Société

Compteurs "intelligents" : pas de danger pour la santé selon l'Anses

Par Viviane Le Guen, France Bleu jeudi 15 décembre 2016 à 15:23

Le compteur Linky
Le compteur Linky © Radio France - France Bleu Picardie

Selon une étude rendue publique ce jeudi par l'Agence nationale de sécurité sanitaire de l'alimentation, de l'environnement et du travail (Anses), les compteurs électriques Linky ne comportent pas plus de risques pour la santé que les télévisions ou les chargeurs d’ordinateurs portables.

Les compteurs d’électricité et de gaz de nouvelle génération, actuellement déployés dans les foyers français, sont-ils dangereux pour notre santé ? Pas plus que "d'autres équipements électriques" tels que les télévisions, les chargeurs d'ordinateurs portables ou les tables de cuisson à induction.

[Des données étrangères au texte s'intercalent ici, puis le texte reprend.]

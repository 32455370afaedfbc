//! # Sync Queue Manager
//!
//! Replays queued mutations against the remote API, one at a time, in
//! enqueue order.
//!
//! ## Flush Flow
//! ```text
//! ┌─────────────────────────────────────────────────────────────────────────┐
//! │                         Flush Run                                       │
//! │                                                                         │
//! │  1. Lock: one flush / resolve / clear at a time                        │
//! │                                                                         │
//! │  2. Snapshot: list_all() ordered by seq                                │
//! │       blocked = records with an entry in `conflict`                    │
//! │       unresolved = provisional ids of creates not yet applied          │
//! │                                                                         │
//! │  3. For each `pending` entry, in seq order:                            │
//! │       backoff not elapsed      → deferred (record blocked)             │
//! │       record blocked           → deferred                              │
//! │       needs unresolved create  → deferred (record blocked)             │
//! │       otherwise                → in_flight → remote call               │
//! │                                                                         │
//! │  4. Outcome:                                                           │
//! │       success       → removed (create: provisional id rebound first)  │
//! │       transient     → pending + backoff, or failed when exhausted      │
//! │       4xx           → failed                                           │
//! │       409 / 412     → three-way analysis                               │
//! │                         clean    → one merged re-write                 │
//! │                         diverged → conflict                            │
//! └─────────────────────────────────────────────────────────────────────────┘
//! ```
//!
//! Routine remote failures are recorded on the entry; `flush` only returns
//! an error when the store fails.

use std::collections::{BTreeMap, HashMap, HashSet};
use std::future::Future;
use std::sync::atomic::{AtomicBool, Ordering};
use std::sync::Arc;
use std::time::Duration;
use crate::error::{DbError, DbResult};
use stockroom_core::{
    ConflictDetails, MutationStatus, OperationType, QueuedMutation, Record,
};

// =============================================================================
// Store Contract
// =============================================================================

/// Durable storage for queued mutations.
///
/// All lists come back in enqueue order (FIFO by insertion sequence).
#[async_trait]
pub trait QueueStore: Send + Sync {
    /// Persists a new entry and returns it with its assigned `seq`.
    async fn insert(&self, mutation: &QueuedMutation) -> DbResult<QueuedMutation>;

    async fn get(&self, id: &str) -> DbResult<Option<QueuedMutation>>;

    async fn list_by_status(&self, status: MutationStatus) -> DbResult<Vec<QueuedMutation>>;

    async fn list_all(&self) -> DbResult<Vec<QueuedMutation>>;

    /// Applies `patch` to one entry. `NotFound` if the entry is gone.
    async fn update(&self, id: &str, patch: MutationPatch) -> DbResult<()>;

    /// Deletes one entry. Returns false if it did not exist.
    async fn remove(&self, id: &str) -> DbResult<bool>;

    /// Deletes every entry, whatever its status. Irreversible.
    async fn clear(&self) -> DbResult<u64>;

    async fn count_by_status(&self) -> DbResult<StatusCounts>;

    /// Puts entries left `in_flight` by a crashed process back to `pending`.
    async fn reset_in_flight(&self) -> DbResult<u64>;

    /// Replaces a provisional record id with the server-assigned one, both as
    /// `record_id` on `table` and as a top-level payload value anywhere in the
    /// queue. Returns the number of entries touched.
    async fn rebind_record_id(
        &self,
        table: &str,
        provisional: &str,
        assigned: &str,
    ) -> DbResult<u64>;
}

// =============================================================================
// Patch & Counts
// =============================================================================

/// Partial update of a queued mutation.
///
/// Each field left `None` is untouched. For nullable columns the inner
/// `Option` is the new value, so `Some(None)` clears the column.
///
/// ## Example
/// ```rust
/// use stockroom_core::MutationStatus;
/// use stockroom_db::MutationPatch;
///
/// let patch = MutationPatch::status(MutationStatus::Failed)
///     .with_attempts(3)
///     .with_last_error(Some("HTTP 400: qty must be positive".into()));
/// assert!(!patch.is_empty());
/// ```
#[derive(Debug, Clone, Default, PartialEq)]
pub struct MutationPatch {
    pub status: Option<MutationStatus>,
    pub attempts: Option<i64>,
    pub record_id: Option<Option<String>>,
    pub payload: Option<Option<Record>>,
    pub original_snapshot: Option<Option<Record>>,
    pub last_error: Option<Option<String>>,
    pub next_attempt_at: Option<Option<DateTime<Utc>>>,
    pub conflict: Option<Option<ConflictDetails>>,
}

impl MutationPatch {
    /// Starts a patch that changes the status.
    pub fn status(status: MutationStatus) -> Self {
        MutationPatch {
            status: Some(status),
            ..Default::default()
        }
    }

    pub fn with_attempts(mut self, attempts: i64) -> Self {
        self.attempts = Some(attempts);
        self
    }

    pub fn with_record_id(mut self, record_id: Option<String>) -> Self {
        self.record_id = Some(record_id);
        self
    }

    pub fn with_payload(mut self, payload: Option<Record>) -> Self {
        self.payload = Some(payload);
        self
    }

    pub fn with_original_snapshot(mut self, snapshot: Option<Record>) -> Self {
        self.original_snapshot = Some(snapshot);
        self
    }

    pub fn with_last_error(mut self, error: Option<String>) -> Self {
        self.last_error = Some(error);
        self
    }

    pub fn with_next_attempt_at(mut self, at: Option<DateTime<Utc>>) -> Self {
        self.next_attempt_at = Some(at);
        self
    }

    pub fn with_conflict(mut self, conflict: Option<ConflictDetails>) -> Self {
        self.conflict = Some(conflict);
        self
    }

    pub fn is_empty(&self) -> bool {
        *self == MutationPatch::default()
    }
}
//! # Remote API
//!
//! The REST endpoint queued mutations are replayed against.
//!
//! ## Wire Contract
//! ```text
//! CREATE  POST   {base}/{table}          body: payload
//!                Idempotency-Key: {mutation id}
//!                → 2xx {"id": ..., ...} or {"data": {"id": ..., ...}}
//! UPDATE  PATCH  {base}/{table}/{id}     body: {"data": payload, "expected": snapshot}
//!                → 2xx, or 409/412 {"current": {...}} when the record moved on
//! DELETE  DELETE {base}/{table}/{id}     → 2xx, 404 counts as already deleted
//! FETCH   GET    {base}/{table}/{id}     → 2xx record, 404 none
//! ```
//!
//! Every request carries `X-Device-Id` and, when a credential resolves, a
//! bearer token.

use std::collections::HashMap;
use std::time::Duration;

use async_trait::async_trait;
use reqwest::{Method, RequestBuilder, StatusCode};
use serde_json::{json, Value};
use tracing::debug;
use url::Url;

use stockroom_core::Record;

use crate::error::{RemoteError, SyncError, SyncResult};

// =============================================================================
// Credentials
// =============================================================================

/// A resolved bearer token.
#[derive(Clone, PartialEq, Eq)]
pub struct Credential {
    pub token: String,
}

impl Credential {
    pub fn bearer(token: impl Into<String>) -> Self {
        Credential {
            token: token.into(),
        }
    }
}

impl std::fmt::Debug for Credential {
    fn fmt(&self, formatter: &mut std::fmt::Formatter<'_>) -> std::fmt::Result {
        formatter
            .debug_struct("Credential")
            .field("token", &"[REDACTED]")
            .finish()
    }
}

/// Turns the opaque `credential_ref` stored on a mutation into a credential
/// at execution time. Secrets never touch the queue.
#[async_trait]
pub trait CredentialProvider: Send + Sync {
    /// `Ok(None)` sends the request unauthenticated. An error is treated as
    /// a transient failure of the mutation.
    async fn resolve(&self, credential_ref: Option<&str>) -> Result<Option<Credential>, RemoteError>;
}

/// Sends every request without credentials.
pub struct NoCredentials;

#[async_trait]
impl CredentialProvider for NoCredentials {
    async fn resolve(&self, _credential_ref: Option<&str>) -> Result<Option<Credential>, RemoteError> {
        Ok(None)
    }
}

/// Fixed tokens: one default plus named ones looked up by reference.
#[derive(Default)]
pub struct StaticCredentials {
    default: Option<Credential>,
    named: HashMap<String, Credential>,
}

impl StaticCredentials {
    pub fn new(default: Option<Credential>) -> Self {
        StaticCredentials {
            default,
            named: HashMap::new(),
        }
    }

    pub fn with_named(mut self, credential_ref: impl Into<String>, credential: Credential) -> Self {
        self.named.insert(credential_ref.into(), credential);
        self
    }
}

#[async_trait]
impl CredentialProvider for StaticCredentials {
    async fn resolve(&self, credential_ref: Option<&str>) -> Result<Option<Credential>, RemoteError> {
        match credential_ref {
            None => Ok(self.default.clone()),
            Some(reference) => self.named.get(reference).cloned().map(Some).ok_or_else(|| {
                RemoteError::Unauthenticated(format!("no credential for reference '{reference}'"))
            }),
        }
    }
}

// =============================================================================
// Remote API Trait
// =============================================================================

/// Result of a successful create.
#[derive(Debug, Clone, PartialEq)]
pub struct CreatedRecord {
    /// Server-assigned identifier.
    pub record_id: String,
    /// Full record as returned by the server, when it sent one.
    pub record: Option<Record>,
}

/// Remote operations the queue manager needs.
#[async_trait]
pub trait RemoteApi: Send + Sync {
    /// Creates a record. Retries with the same `idempotency_key` must not
    /// create a second record.
    async fn create(
        &self,
        table: &str,
        payload: &Record,
        idempotency_key: &str,
        credential: Option<&Credential>,
    ) -> Result<CreatedRecord, RemoteError>;

    /// Writes `payload` over the record. With `expected` set the server must
    /// answer `Conflict` if the record no longer matches it.
    async fn update(
        &self,
        table: &str,
        record_id: &str,
        payload: &Record,
        expected: Option<&Record>,
        credential: Option<&Credential>,
    ) -> Result<(), RemoteError>;

    /// Deletes a record. A record that is already gone is a success.
    async fn delete(
        &self,
        table: &str,
        record_id: &str,
        credential: Option<&Credential>,
    ) -> Result<(), RemoteError>;

    /// Current server version of a record, `None` if it does not exist.
    async fn fetch(
        &self,
        table: &str,
        record_id: &str,
        credential: Option<&Credential>,
    ) -> Result<Option<Record>, RemoteError>;
}

// =============================================================================
// HTTP Implementation
// =============================================================================

/// [`RemoteApi`] over HTTP/JSON.
#[derive(Clone)]
pub struct HttpRemoteApi {
    base_url: Url,
    device_id: String,
    timeout: Duration,
    client: reqwest::Client,
}

impl std::fmt::Debug for HttpRemoteApi {
    fn fmt(&self, formatter: &mut std::fmt::Formatter<'_>) -> std::fmt::Result {
        formatter
            .debug_struct("HttpRemoteApi")
            .field("base_url", &self.base_url.as_str())
            .field("device_id", &self.device_id)
            .field("timeout", &self.timeout)
            .finish()
    }
}

impl HttpRemoteApi {
    pub fn new(base_url: Url, device_id: impl Into<String>, timeout: Duration) -> SyncResult<Self> {
        if base_url.cannot_be_a_base() {
            return Err(SyncError::InvalidUrl(format!(
                "{base_url} cannot be used as an API base"
            )));
        }

        let client = reqwest::Client::builder()
            .timeout(timeout)
            .build()
            .map_err(|e| SyncError::Internal(format!("HTTP client: {e}")))?;

        Ok(HttpRemoteApi {
            base_url,
            device_id: device_id.into(),
            timeout,
            client,
        })
    }

    /// `{base}/{table}[/{record_id}]`, with each segment percent-encoded.
    pub fn resource_url(&self, table: &str, record_id: Option<&str>) -> Url {
        let mut url = self.base_url.clone();
        if let Ok(mut segments) = url.path_segments_mut() {
            segments.pop_if_empty().push(table);
            if let Some(record_id) = record_id {
                segments.push(record_id);
            }
        }
        url
    }

    fn request(&self, method: Method, url: Url, credential: Option<&Credential>) -> RequestBuilder {
        let builder = self
            .client
            .request(method, url)
            .header(reqwest::header::ACCEPT, "application/json")
            .header("X-Device-Id", &self.device_id);

        match credential {
            Some(credential) => builder.bearer_auth(&credential.token),
            None => builder,
        }
    }

    async fn send(&self, builder: RequestBuilder) -> Result<reqwest::Response, RemoteError> {
        let response = builder.send().await.map_err(|e| self.transport_error(e))?;

        let status = response.status();
        if status.is_success() {
            return Ok(response);
        }

        let retry_after = response
            .headers()
            .get(reqwest::header::RETRY_AFTER)
            .and_then(|value| value.to_str().ok())
            .and_then(|value| value.trim().parse::<u64>().ok())
            .map(Duration::from_secs);
        let body = response.text().await.unwrap_or_default();

        Err(error_from_status(status, &body, retry_after))
    }

    async fn read_record(&self, response: reqwest::Response) -> Result<Option<Record>, RemoteError> {
        let body = response.text().await.map_err(|e| self.transport_error(e))?;
        if body.trim().is_empty() {
            return Ok(None);
        }

        let value: Value = serde_json::from_str(&body)
            .map_err(|e| RemoteError::InvalidResponse(format!("response is not JSON: {e}")))?;
        Ok(unwrap_record(value))
    }

    fn transport_error(&self, err: reqwest::Error) -> RemoteError {
        if err.is_timeout() {
            RemoteError::Timeout(self.timeout)
        } else {
            RemoteError::Network(err.to_string())
        }
    }
}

C'est la conclusion d'une étude rendue publique ce jeudi par par l’Agence nationale de sécurité sanitaire de l’alimentation, de l’environnement et du travail (Anses).

D'après les experts, la probabilité que les compteurs "intelligents", comme Linky, puissent avoir des effets nocifs pour la santé à court ou à long terme est "très faible". Ces nouveaux boîtiers permettent de relever à distance et en direct la consommation d'électricité d'un abonné. La loi de transition énergétique du 18 août 2015 prévoit notamment le remplacement de 35 millions de compteurs classiques par des Linky, d’ici à 2021.

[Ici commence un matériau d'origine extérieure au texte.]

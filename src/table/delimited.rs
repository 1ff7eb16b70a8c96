//! Delimited-file import and export
//!
//! `.csv` files are comma separated and may carry `#` comment lines (the
//! term mapper writes its run parameters that way); everything else is read
//! and written as tab separated.

use std::fs;
use std::path::Path;

use csv::{ReaderBuilder, WriterBuilder};

use super::{Table, Value};
use crate::error::Result;

fn is_csv(path: &Path) -> bool {
    path.extension()
        .and_then(|e| e.to_str())
        .is_some_and(|e| e.eq_ignore_ascii_case("csv"))
}

/// Read a delimited file with a header row into a [`Table`], typing
/// numeric columns
pub fn read_table(path: &Path) -> Result<Table> {
    let mut table = read_raw_table(path)?;
    table.parse_numeric_columns();
    Ok(table)
}

/// Read a delimited file keeping every non-blank cell as text
pub fn read_raw_table(path: &Path) -> Result<Table> {
    let csv = is_csv(path);
    let mut reader = ReaderBuilder::new()
        .delimiter(if csv { b',' } else { b'\t' })
        .comment(if csv { Some(b'#') } else { None })
        .flexible(true)
        .has_headers(true)
        .from_path(path)?;

    let mut table = Table::new(reader.headers()?.iter().map(str::to_string));
    for record in reader.records() {
        let record = record?;
        table.push_row(record.iter().map(Value::raw).collect());
    }

    tracing::debug!(path = %path.display(), rows = table.len(), "Read delimited table");
    Ok(table)
}

/// Write a [`Table`] as a delimited file, creating parent directories
pub fn write_table(table: &Table, path: &Path) -> Result<()> {
    if let Some(parent) = path.parent().filter(|p| !p.as_os_str().is_empty()) {
        fs::create_dir_all(parent)?;
    }

    let mut writer = WriterBuilder::new()
        .delimiter(if is_csv(path) { b',' } else { b'\t' })
        .from_path(path)?;

    writer.write_record(table.columns())?;
    for row in table.rows() {
        writer.write_record(row.iter().map(|v| v.to_string()))?;
    }
    writer.flush()?;

    tracing::debug!(path = %path.display(), rows = table.len(), "Wrote delimited table");
    Ok(())
}
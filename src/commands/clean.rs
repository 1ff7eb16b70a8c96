use anyhow::Result;

use ontosearch::config::Config;
use ontosearch::pipeline::clean_resources;

pub fn clean(config: Config, all: bool) -> Result<()> {
    let removed = clean_resources(&config, all)?;
    if removed.is_empty() {
        println!("Nothing to remove");
    }
    for path in &removed {
        println!("Removed {}", path.display());
    }
    Ok(())
}
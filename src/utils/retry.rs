//! Retry utilities for upstream fetches
//!
//! A single retry loop with exponential backoff, generic over the error type
//! so fetchers keep their own error enums. PubMed lookups run with one retry
//! by default: a transient failure is retried exactly once before the
//! identifier is given up on.

use std::fmt::Display;
use std::future::Future;
use std::time::Duration;
use tracing::{debug, warn};

/// Configuration for retry behavior
#[derive(Debug, Clone)]
pub struct RetryConfig {
    /// Maximum number of retry attempts after the first one
    pub max_retries: u32,

    /// Base delay in milliseconds for exponential backoff
    pub base_delay_ms: u64,

    /// Maximum delay in milliseconds (caps exponential growth)
    pub max_delay_ms: u64,

    /// Multiplier for exponential backoff
    pub backoff_multiplier: f64,
}

impl Default for RetryConfig {
    fn default() -> Self {
        Self {
            max_retries: 1,
            base_delay_ms: 1000,
            max_delay_ms: 30_000,
            backoff_multiplier: 2.0,
        }
    }
}

impl RetryConfig {
    /// Create a retry configuration with custom delays
    pub fn with_delays(max_retries: u32, base_delay_ms: u64, max_delay_ms: u64) -> Self {
        Self {
            max_retries,
            base_delay_ms,
            max_delay_ms,
            backoff_multiplier: 2.0,
        }
    }

    fn calculate_delay(&self, attempt: u32) -> Duration {
        let delay_ms = if attempt == 0 {
            0
        } else {
            let exponential =
                self.base_delay_ms as f64 * self.backoff_multiplier.powi((attempt - 1) as i32);
            (exponential as u64).min(self.max_delay_ms)
        };

        Duration::from_millis(delay_ms)
    }
}

/// Run `operation` until it succeeds, `should_retry` rejects the error, or
/// the configured attempts are spent. The last error is returned.
///
/// # Example
///
/// ```no_run
/// use ontosearch::utils::retry::{with_retry, RetryConfig};
///
/// async fn lookup() -> Result<String, std::io::Error> {
///     Ok("data".to_string())
/// }
///
/// #[tokio::main]
/// async fn main() -> Result<(), std::io::Error> {
///     let value = with_retry(&RetryConfig::with_delays(1, 500, 500), lookup, |_| true).await?;
///     println!("{value}");
///     Ok(())
/// }
/// ```
pub async fn with_retry<T, E, F, Fut, P>(
    config: &RetryConfig,
    operation: F,
    should_retry: P,
) -> Result<T, E>
where
    F: Fn() -> Fut,
    Fut: Future<Output = Result<T, E>>,
    P: Fn(&E) -> bool,
    E: Display,
{
    let mut attempt = 0;
    loop {
        if attempt > 0 {
            let delay = config.calculate_delay(attempt);
            debug!(
                attempt = attempt,
                delay_ms = delay.as_millis(),
                "Retrying operation after delay"
            );
            tokio::time::sleep(delay).await;
        }

        match operation().await {
            Ok(result) => {
                if attempt > 0 {
                    debug!(attempt = attempt, "Operation succeeded after retry");
                }
                return Ok(result);
            }
            Err(e) if attempt < config.max_retries && should_retry(&e) => {
                warn!(
                    attempt = attempt,
                    max_retries = config.max_retries,
                    error = %e,
                    "Operation failed, will retry"
                );
            }
            Err(e) => return Err(e),
        }

        attempt += 1;
    }
}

Les compteurs de gaz et d'eau moins dangereux que les téléphones portables

Une décision qui fait polémique. Pour ses opposants, ces appareils émettent des ondes électromagnétiques dangereuses pour la santé. Mais selon l’étude de l’Anses, le rayonnement du Linky est très faible : il est, à proximité du compteur, de 0,03 microtesla, soit 200 fois moins que la valeur limite d’exposition. L'agence relève cependant qu'"il n'existe pratiquement aucune littérature scientifique traitant des effets sanitaires spécifiques de l'exposition aux compteurs communicants".

Les conclusions sont les mêmes pour les compteurs de gaz et d'eau qui communiquent les données par liaison radio sans fil. Ils émettent beaucoup moins d'ondes qu'un téléphone portable selon l'Anses qui demande toutefois aux "opérateurs impliqués dans le déploiement de ces nouvelles technologies de fournir une meilleure information du public quant à leurs modalités de fonctionnement actuel et futur".

L'eurodéputée écologiste Michèle Rivasi réclame pour sa part "une étude contradictoire menée avec des laboratoires indépendants (...) pour affiner les premiers résultats obtenus". Fin septembre déjà, l'Agence nationale des fréquences (ANFR), avait estimé que les compteurs Linky n'étaient pas plus dangereux pour la santé que les anciens.